What needs to be done –
Pick out each line below containing "PooledBuffer".

Records for the task –
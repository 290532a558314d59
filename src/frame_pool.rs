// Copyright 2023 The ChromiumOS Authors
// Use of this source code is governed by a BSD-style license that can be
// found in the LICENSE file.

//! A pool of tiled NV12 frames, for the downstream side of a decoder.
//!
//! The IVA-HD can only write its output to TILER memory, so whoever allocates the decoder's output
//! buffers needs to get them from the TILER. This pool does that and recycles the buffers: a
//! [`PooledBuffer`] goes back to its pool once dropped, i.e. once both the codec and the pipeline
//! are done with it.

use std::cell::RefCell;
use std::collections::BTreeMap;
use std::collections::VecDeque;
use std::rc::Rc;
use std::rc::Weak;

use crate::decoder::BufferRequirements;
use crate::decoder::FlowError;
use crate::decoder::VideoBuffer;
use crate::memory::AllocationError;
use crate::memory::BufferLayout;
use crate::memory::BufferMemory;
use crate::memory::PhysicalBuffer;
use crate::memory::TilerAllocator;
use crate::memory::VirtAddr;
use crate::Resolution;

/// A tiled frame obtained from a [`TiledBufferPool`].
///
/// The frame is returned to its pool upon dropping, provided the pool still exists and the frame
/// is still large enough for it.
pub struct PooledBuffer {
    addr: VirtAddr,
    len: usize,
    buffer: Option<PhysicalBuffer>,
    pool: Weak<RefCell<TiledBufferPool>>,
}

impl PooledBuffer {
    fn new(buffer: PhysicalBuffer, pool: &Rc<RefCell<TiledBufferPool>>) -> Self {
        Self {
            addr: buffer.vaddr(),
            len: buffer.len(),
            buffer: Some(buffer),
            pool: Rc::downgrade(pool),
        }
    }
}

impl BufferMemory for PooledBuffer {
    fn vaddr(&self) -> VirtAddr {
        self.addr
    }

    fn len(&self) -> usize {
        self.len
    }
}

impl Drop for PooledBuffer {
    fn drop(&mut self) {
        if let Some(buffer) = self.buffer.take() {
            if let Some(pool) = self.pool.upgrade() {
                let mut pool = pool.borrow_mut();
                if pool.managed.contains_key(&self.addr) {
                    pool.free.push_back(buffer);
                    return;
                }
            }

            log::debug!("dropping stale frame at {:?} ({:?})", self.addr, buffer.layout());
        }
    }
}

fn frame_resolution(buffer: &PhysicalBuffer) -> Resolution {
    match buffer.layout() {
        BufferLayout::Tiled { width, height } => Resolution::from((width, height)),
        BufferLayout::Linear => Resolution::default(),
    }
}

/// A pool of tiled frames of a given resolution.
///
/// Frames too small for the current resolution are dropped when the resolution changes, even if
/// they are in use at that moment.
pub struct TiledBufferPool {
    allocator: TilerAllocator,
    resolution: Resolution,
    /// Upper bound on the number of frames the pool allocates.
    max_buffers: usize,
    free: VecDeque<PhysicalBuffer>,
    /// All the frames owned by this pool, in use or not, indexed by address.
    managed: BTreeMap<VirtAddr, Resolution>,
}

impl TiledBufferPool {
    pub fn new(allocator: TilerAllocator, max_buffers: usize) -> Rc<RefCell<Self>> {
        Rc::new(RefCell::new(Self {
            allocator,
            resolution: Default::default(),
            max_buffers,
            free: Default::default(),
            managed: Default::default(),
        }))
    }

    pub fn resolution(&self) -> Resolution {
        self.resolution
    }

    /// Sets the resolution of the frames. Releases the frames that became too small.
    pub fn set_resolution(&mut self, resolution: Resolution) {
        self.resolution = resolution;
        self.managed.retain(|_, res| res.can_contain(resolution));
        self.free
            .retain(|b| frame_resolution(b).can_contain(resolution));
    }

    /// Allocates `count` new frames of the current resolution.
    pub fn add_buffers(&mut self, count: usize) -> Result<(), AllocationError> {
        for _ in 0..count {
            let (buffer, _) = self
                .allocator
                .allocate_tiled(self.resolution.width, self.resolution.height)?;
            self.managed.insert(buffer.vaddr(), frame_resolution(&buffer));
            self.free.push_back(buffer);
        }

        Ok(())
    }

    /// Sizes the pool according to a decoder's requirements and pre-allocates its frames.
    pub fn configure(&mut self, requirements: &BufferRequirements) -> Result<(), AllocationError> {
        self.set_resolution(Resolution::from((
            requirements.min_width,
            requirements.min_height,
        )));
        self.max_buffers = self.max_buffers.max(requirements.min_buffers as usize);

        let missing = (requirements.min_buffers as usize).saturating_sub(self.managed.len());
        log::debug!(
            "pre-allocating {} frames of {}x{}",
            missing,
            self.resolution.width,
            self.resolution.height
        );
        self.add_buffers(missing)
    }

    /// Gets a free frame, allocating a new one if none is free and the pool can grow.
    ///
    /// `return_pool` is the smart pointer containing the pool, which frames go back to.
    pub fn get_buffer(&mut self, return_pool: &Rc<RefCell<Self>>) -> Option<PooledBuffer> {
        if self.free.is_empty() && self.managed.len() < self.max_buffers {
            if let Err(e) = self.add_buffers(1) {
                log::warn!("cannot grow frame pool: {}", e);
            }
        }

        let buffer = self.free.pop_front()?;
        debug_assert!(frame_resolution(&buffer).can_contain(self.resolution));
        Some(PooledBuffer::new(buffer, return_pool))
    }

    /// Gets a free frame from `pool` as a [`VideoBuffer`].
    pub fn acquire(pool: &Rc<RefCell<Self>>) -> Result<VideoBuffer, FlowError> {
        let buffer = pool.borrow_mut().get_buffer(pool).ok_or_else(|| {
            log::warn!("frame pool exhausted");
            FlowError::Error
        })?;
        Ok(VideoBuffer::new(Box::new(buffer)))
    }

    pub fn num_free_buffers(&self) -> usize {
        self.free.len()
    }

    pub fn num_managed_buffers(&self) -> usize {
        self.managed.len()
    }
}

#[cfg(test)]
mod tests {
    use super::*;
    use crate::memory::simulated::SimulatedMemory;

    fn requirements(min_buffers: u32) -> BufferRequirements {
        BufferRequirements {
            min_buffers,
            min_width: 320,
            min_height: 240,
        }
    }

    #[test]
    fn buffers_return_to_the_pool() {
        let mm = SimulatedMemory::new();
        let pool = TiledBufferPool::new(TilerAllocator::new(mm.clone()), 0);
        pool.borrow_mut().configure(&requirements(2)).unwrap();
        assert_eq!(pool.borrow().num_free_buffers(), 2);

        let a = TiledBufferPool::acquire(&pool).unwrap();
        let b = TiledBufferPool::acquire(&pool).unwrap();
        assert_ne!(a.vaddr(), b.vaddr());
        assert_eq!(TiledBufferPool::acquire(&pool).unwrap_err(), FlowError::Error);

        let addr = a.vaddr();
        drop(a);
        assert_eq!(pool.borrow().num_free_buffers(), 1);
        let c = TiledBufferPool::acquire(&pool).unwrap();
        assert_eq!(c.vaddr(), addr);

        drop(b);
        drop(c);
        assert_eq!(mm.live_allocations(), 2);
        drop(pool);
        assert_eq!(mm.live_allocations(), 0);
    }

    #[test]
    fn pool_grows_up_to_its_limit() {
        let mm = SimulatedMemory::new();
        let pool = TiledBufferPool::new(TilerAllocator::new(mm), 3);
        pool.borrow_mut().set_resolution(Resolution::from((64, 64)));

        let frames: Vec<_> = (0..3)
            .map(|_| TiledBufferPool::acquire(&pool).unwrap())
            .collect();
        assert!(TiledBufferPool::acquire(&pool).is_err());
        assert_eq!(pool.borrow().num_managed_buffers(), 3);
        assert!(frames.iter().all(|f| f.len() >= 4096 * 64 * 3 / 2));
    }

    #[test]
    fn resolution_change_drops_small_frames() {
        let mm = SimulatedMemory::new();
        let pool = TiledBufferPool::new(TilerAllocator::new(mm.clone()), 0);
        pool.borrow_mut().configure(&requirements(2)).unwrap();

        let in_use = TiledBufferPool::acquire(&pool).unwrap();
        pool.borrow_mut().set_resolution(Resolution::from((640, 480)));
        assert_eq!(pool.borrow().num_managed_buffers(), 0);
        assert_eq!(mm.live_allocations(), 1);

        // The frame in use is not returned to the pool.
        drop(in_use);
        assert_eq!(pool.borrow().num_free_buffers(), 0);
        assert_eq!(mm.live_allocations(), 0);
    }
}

--

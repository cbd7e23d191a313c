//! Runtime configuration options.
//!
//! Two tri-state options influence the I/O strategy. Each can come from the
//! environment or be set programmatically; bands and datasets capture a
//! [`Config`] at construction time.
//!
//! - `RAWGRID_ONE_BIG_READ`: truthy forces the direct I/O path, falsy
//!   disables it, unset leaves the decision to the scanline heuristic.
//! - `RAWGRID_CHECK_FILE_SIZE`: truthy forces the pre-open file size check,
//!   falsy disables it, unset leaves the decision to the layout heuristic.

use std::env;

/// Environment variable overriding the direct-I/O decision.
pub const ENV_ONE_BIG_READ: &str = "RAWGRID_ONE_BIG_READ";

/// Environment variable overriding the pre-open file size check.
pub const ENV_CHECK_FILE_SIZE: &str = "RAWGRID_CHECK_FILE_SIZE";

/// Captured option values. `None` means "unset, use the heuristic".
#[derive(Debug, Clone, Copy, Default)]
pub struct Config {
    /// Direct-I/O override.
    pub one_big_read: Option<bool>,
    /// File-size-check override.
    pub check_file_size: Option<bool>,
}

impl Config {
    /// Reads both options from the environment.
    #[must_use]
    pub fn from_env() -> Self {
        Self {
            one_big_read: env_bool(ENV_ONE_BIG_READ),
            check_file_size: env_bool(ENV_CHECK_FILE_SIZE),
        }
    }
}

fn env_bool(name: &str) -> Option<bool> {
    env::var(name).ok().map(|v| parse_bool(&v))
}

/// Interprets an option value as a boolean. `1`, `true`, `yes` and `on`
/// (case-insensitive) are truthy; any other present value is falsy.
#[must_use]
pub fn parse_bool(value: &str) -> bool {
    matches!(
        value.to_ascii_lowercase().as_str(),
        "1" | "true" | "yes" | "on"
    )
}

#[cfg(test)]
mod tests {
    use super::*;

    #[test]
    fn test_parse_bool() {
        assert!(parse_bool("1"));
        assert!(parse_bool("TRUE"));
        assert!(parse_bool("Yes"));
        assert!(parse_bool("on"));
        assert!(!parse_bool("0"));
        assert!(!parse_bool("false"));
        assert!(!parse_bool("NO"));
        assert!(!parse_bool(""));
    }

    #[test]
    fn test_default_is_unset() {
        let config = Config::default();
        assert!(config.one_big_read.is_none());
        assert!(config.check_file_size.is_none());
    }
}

* * *

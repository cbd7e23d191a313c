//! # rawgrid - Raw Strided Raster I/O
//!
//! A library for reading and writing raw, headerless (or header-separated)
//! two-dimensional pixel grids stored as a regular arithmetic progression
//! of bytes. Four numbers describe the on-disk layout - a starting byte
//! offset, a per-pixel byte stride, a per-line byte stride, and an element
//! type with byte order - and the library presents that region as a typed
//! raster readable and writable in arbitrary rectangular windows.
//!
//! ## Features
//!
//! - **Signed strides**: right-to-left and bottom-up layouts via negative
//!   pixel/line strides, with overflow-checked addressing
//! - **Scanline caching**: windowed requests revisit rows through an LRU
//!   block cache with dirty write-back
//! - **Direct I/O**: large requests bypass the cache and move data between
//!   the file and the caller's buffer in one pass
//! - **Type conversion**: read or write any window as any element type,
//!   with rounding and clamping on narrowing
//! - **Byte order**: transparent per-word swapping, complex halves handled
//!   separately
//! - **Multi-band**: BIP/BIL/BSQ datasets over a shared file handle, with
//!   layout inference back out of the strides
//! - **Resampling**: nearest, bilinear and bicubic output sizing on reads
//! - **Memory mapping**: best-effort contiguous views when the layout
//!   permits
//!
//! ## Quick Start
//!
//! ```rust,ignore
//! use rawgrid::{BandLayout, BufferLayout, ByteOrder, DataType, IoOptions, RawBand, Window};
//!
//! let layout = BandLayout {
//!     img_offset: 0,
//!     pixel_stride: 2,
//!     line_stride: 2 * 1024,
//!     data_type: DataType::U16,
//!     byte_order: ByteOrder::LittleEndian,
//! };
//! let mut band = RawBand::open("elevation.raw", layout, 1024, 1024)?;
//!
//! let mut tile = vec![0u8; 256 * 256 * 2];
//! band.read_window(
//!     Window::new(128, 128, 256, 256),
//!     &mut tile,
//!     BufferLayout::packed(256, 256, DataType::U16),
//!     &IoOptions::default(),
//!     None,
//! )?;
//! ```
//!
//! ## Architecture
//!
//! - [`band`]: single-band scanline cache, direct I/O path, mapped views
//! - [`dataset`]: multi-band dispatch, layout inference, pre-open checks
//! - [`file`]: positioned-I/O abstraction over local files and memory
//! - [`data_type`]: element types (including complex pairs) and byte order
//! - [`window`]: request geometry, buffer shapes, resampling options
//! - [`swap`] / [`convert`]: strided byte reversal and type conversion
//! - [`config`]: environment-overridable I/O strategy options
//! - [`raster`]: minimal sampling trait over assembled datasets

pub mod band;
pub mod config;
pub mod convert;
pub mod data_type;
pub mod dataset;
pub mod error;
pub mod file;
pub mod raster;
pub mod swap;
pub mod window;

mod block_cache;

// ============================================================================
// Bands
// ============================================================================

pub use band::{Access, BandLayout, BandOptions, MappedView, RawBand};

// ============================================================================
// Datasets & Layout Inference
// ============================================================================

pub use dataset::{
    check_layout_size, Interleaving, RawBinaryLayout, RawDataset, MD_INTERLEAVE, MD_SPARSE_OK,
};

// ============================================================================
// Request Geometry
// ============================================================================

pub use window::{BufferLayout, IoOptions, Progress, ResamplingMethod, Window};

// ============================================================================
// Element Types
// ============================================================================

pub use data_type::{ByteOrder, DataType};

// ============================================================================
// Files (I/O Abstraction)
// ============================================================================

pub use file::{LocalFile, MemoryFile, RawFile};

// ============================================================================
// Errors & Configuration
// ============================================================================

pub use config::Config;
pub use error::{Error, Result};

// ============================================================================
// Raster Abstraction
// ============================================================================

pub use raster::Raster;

Output for this task –
//! [`PooledBuffer`] goes back to its pool once dropped, i.e. once both the codec and the pipeline
pub struct PooledBuffer {
impl PooledBuffer {
impl BufferMemory for PooledBuffer {
impl Drop for PooledBuffer {
    pub fn get_buffer(&mut self, return_pool: &Rc<RefCell<Self>>) -> Option<PooledBuffer> {
        Some(PooledBuffer::new(buffer, return_pool))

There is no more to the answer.